(Stored data entries)
use std::collections::{BTreeMap, HashMap};

use crate::bind::{BindError, Result, Schema, StructId};

/// Address of a byte inside a [`Heap`]; zero is null.
pub type Address = u64;

const HEAP_BASE: Address = 0x1000;
const ALLOC_GRANULE: u64 = 16;

#[derive(Debug, Clone)]
struct Allocation {
	ty: Option<StructId>,
	bytes: Vec<u8>,
}

/// Caller-owned memory that bound values live in.
///
/// Allocations are keyed by base address and resolved by range lookup, so an
/// address anywhere inside an allocation maps back to it. Addresses are never
/// reused, which keeps stale references detectable.
#[derive(Debug, Clone)]
pub struct Heap {
	allocations: BTreeMap<Address, Allocation>,
	next: Address,
	names: Vec<Box<str>>,
	name_ids: HashMap<Box<str>, u32>,
}

/// Header shared by dynamic arrays and instanced struct containers.
#[derive(Debug, Clone, Copy, PartialEq, Eq, Default)]
pub struct ArrayHeader {
	/// Element storage, null when empty.
	pub data: Address,
	/// Number of live elements.
	pub num: usize,
	/// Number of allocated element slots.
	pub max: usize,
}

/// Header of an instanced struct value.
#[derive(Debug, Clone, Copy, PartialEq, Eq, Default)]
pub struct InstancedHeader {
	/// Runtime struct type, `None` when empty.
	pub ty: Option<StructId>,
	/// Payload storage, null when empty.
	pub memory: Address,
}

impl Default for Heap {
	fn default() -> Self {
		Self::new()
	}
}

impl Heap {
	/// Create an empty heap; name id 0 is reserved for the empty name.
	pub fn new() -> Self {
		let mut name_ids = HashMap::new();
		name_ids.insert(Box::<str>::from(""), 0);
		Self {
			allocations: BTreeMap::new(),
			next: HEAP_BASE,
			names: vec!["".into()],
			name_ids,
		}
	}

	/// Allocate zeroed storage, optionally tagged with its runtime type.
	pub fn alloc(&mut self, ty: Option<StructId>, size: usize) -> Address {
		let base = self.next;
		let len = size.max(1);
		let span = (len as u64).div_ceil(ALLOC_GRANULE) * ALLOC_GRANULE;
		self.next = base + span + ALLOC_GRANULE;
		self.allocations.insert(base, Allocation { ty, bytes: vec![0; len] });
		base
	}

	/// Allocate a zeroed value of a defined struct or class.
	pub fn alloc_struct(&mut self, schema: &Schema, ty: StructId) -> Result<Address> {
		let item = schema.struct_def(ty).ok_or(BindError::BadAllocation {
			ty: Some(ty),
			reason: "unknown struct",
		})?;
		if !item.defined {
			return Err(BindError::BadAllocation {
				ty: Some(ty),
				reason: "struct has no layout",
			});
		}
		Ok(self.alloc(Some(ty), item.size))
	}

	/// Release an allocation by base address.
	pub fn free(&mut self, addr: Address) -> bool {
		self.allocations.remove(&addr).is_some()
	}

	/// Return whether `addr` is the base of a live allocation.
	pub fn is_live(&self, addr: Address) -> bool {
		addr != 0 && self.allocations.contains_key(&addr)
	}

	/// Runtime type tag of the allocation based at `addr`.
	pub fn runtime_type(&self, addr: Address) -> Option<StructId> {
		self.allocations.get(&addr).and_then(|item| item.ty)
	}

	/// Size of the allocation based at `addr`.
	pub fn allocation_size(&self, addr: Address) -> Option<usize> {
		self.allocations.get(&addr).map(|item| item.bytes.len())
	}

	/// Map an address to `(base, offset)` of its containing allocation.
	pub fn resolve(&self, addr: Address) -> Option<(Address, usize)> {
		if addr == 0 {
			return None;
		}
		let (base, item) = self.allocations.range(..=addr).next_back()?;
		let offset = (addr - base) as usize;
		if offset >= item.bytes.len() {
			return None;
		}
		Some((*base, offset))
	}

	/// Number of live allocations.
	pub fn len(&self) -> usize {
		self.allocations.len()
	}

	/// Borrow `len` bytes at `addr`.
	pub fn bytes(&self, addr: Address, len: usize) -> Result<&[u8]> {
		let bad = BindError::BadAddress { addr, len };
		if addr == 0 {
			return Err(bad);
		}
		let Some((base, item)) = self.allocations.range(..=addr).next_back() else {
			return Err(bad);
		};
		let start = (addr - base) as usize;
		let end = start.checked_add(len).ok_or(BindError::BadAddress { addr, len })?;
		item.bytes.get(start..end).ok_or(bad)
	}

	/// Mutably borrow `len` bytes at `addr`.
	pub fn bytes_mut(&mut self, addr: Address, len: usize) -> Result<&mut [u8]> {
		if addr == 0 {
			return Err(BindError::BadAddress { addr, len });
		}
		let Some((base, item)) = self.allocations.range_mut(..=addr).next_back() else {
			return Err(BindError::BadAddress { addr, len });
		};
		let start = (addr - *base) as usize;
		let end = start.checked_add(len).ok_or(BindError::BadAddress { addr, len })?;
		item.bytes.get_mut(start..end).ok_or(BindError::BadAddress { addr, len })
	}

	/// Copy `len` bytes from `src` to `dst`; the ranges may overlap.
	pub fn copy_bytes(&mut self, src: Address, dst: Address, len: usize) -> Result<()> {
		if len == 0 || src == dst {
			return Ok(());
		}
		let staged = self.bytes(src, len)?.to_vec();
		self.bytes_mut(dst, len)?.copy_from_slice(&staged);
		Ok(())
	}

	/// Zero `len` bytes at `addr`.
	pub fn zero(&mut self, addr: Address, len: usize) -> Result<()> {
		if len == 0 {
			return Ok(());
		}
		self.bytes_mut(addr, len)?.fill(0);
		Ok(())
	}

	fn read_array<const N: usize>(&self, addr: Address) -> Result<[u8; N]> {
		let mut out = [0_u8; N];
		out.copy_from_slice(self.bytes(addr, N)?);
		Ok(out)
	}

	fn write_array<const N: usize>(&mut self, addr: Address, value: [u8; N]) -> Result<()> {
		self.bytes_mut(addr, N)?.copy_from_slice(&value);
		Ok(())
	}

	/// Read one byte.
	pub fn read_u8(&self, addr: Address) -> Result<u8> {
		Ok(self.read_array::<1>(addr)?[0])
	}

	/// Write one byte.
	pub fn write_u8(&mut self, addr: Address, value: u8) -> Result<()> {
		self.write_array(addr, [value])
	}

	/// Read a little-endian `u32`.
	pub fn read_u32(&self, addr: Address) -> Result<u32> {
		self.read_array(addr).map(u32::from_le_bytes)
	}

	/// Write a little-endian `u32`.
	pub fn write_u32(&mut self, addr: Address, value: u32) -> Result<()> {
		self.write_array(addr, value.to_le_bytes())
	}

	/// Read a little-endian `i32`.
	pub fn read_i32(&self, addr: Address) -> Result<i32> {
		self.read_array(addr).map(i32::from_le_bytes)
	}

	/// Write a little-endian `i32`.
	pub fn write_i32(&mut self, addr: Address, value: i32) -> Result<()> {
		self.write_array(addr, value.to_le_bytes())
	}

	/// Read a little-endian `u64`.
	pub fn read_u64(&self, addr: Address) -> Result<u64> {
		self.read_array(addr).map(u64::from_le_bytes)
	}

	/// Write a little-endian `u64`.
	pub fn write_u64(&mut self, addr: Address, value: u64) -> Result<()> {
		self.write_array(addr, value.to_le_bytes())
	}

	/// Read a little-endian `i64`.
	pub fn read_i64(&self, addr: Address) -> Result<i64> {
		self.read_array(addr).map(i64::from_le_bytes)
	}

	/// Write a little-endian `i64`.
	pub fn write_i64(&mut self, addr: Address, value: i64) -> Result<()> {
		self.write_array(addr, value.to_le_bytes())
	}

	/// Read a little-endian `f32`.
	pub fn read_f32(&self, addr: Address) -> Result<f32> {
		self.read_array(addr).map(f32::from_le_bytes)
	}

	/// Write a little-endian `f32`.
	pub fn write_f32(&mut self, addr: Address, value: f32) -> Result<()> {
		self.write_array(addr, value.to_le_bytes())
	}

	/// Read a little-endian `f64`.
	pub fn read_f64(&self, addr: Address) -> Result<f64> {
		self.read_array(addr).map(f64::from_le_bytes)
	}

	/// Write a little-endian `f64`.
	pub fn write_f64(&mut self, addr: Address, value: f64) -> Result<()> {
		self.write_array(addr, value.to_le_bytes())
	}

	/// Read the header of a dynamic array or instanced struct container.
	pub fn read_array_header(&self, addr: Address) -> Result<ArrayHeader> {
		Ok(ArrayHeader {
			data: self.read_u64(addr)?,
			num: self.read_u32(addr + 8)? as usize,
			max: self.read_u32(addr + 12)? as usize,
		})
	}

	/// Write the header of a dynamic array or instanced struct container.
	pub fn write_array_header(&mut self, addr: Address, header: ArrayHeader) -> Result<()> {
		self.write_u64(addr, header.data)?;
		self.write_u32(addr + 8, header.num as u32)?;
		self.write_u32(addr + 12, header.max as u32)
	}

	/// Read the header of an instanced struct.
	pub fn read_instanced_header(&self, addr: Address) -> Result<InstancedHeader> {
		let raw = self.read_u32(addr)?;
		Ok(InstancedHeader {
			ty: raw.checked_sub(1).map(StructId),
			memory: self.read_u64(addr + 8)?,
		})
	}

	/// Write the header of an instanced struct.
	pub fn write_instanced_header(&mut self, addr: Address, header: InstancedHeader) -> Result<()> {
		self.write_u32(addr, header.ty.map(|id| id.0 + 1).unwrap_or(0))?;
		self.write_u32(addr + 4, 0)?;
		self.write_u64(addr + 8, header.memory)
	}

	/// Intern a name and return its id.
	pub fn intern(&mut self, name: &str) -> u32 {
		if let Some(id) = self.name_ids.get(name) {
			return *id;
		}
		let id = self.names.len() as u32;
		self.names.push(name.into());
		self.name_ids.insert(name.into(), id);
		id
	}

	/// Look up an interned name.
	pub fn name(&self, id: u32) -> Option<&str> {
		self.names.get(id as usize).map(|item| item.as_ref())
	}
}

**What is expected:** Please give an exact copy of the entries above, from the line with "pub fn bytes_mut(&mut" down to the line with "fn write_array<const N: usize>(&mut", inclusive, and nothing else.

**The completed task:**
	pub fn bytes_mut(&mut self, addr: Address, len: usize) -> Result<&mut [u8]> {
		if addr == 0 {
			return Err(BindError::BadAddress { addr, len });
		}
		let Some((base, item)) = self.allocations.range_mut(..=addr).next_back() else {
			return Err(BindError::BadAddress { addr, len });
		};
		let start = (addr - *base) as usize;
		let end = start.checked_add(len).ok_or(BindError::BadAddress { addr, len })?;
		item.bytes.get_mut(start..end).ok_or(BindError::BadAddress { addr, len })
	}

	/// Copy `len` bytes from `src` to `dst`; the ranges may overlap.
	pub fn copy_bytes(&mut self, src: Address, dst: Address, len: usize) -> Result<()> {
		if len == 0 || src == dst {
			return Ok(());
		}
		let staged = self.bytes(src, len)?.to_vec();
		self.bytes_mut(dst, len)?.copy_from_slice(&staged);
		Ok(())
	}

	/// Zero `len` bytes at `addr`.
	pub fn zero(&mut self, addr: Address, len: usize) -> Result<()> {
		if len == 0 {
			return Ok(());
		}
		self.bytes_mut(addr, len)?.fill(0);
		Ok(())
	}

	fn read_array<const N: usize>(&self, addr: Address) -> Result<[u8; N]> {
		let mut out = [0_u8; N];
		out.copy_from_slice(self.bytes(addr, N)?);
		Ok(out)
	}

	fn write_array<const N: usize>(&mut self, addr: Address, value: [u8; N]) -> Result<()> {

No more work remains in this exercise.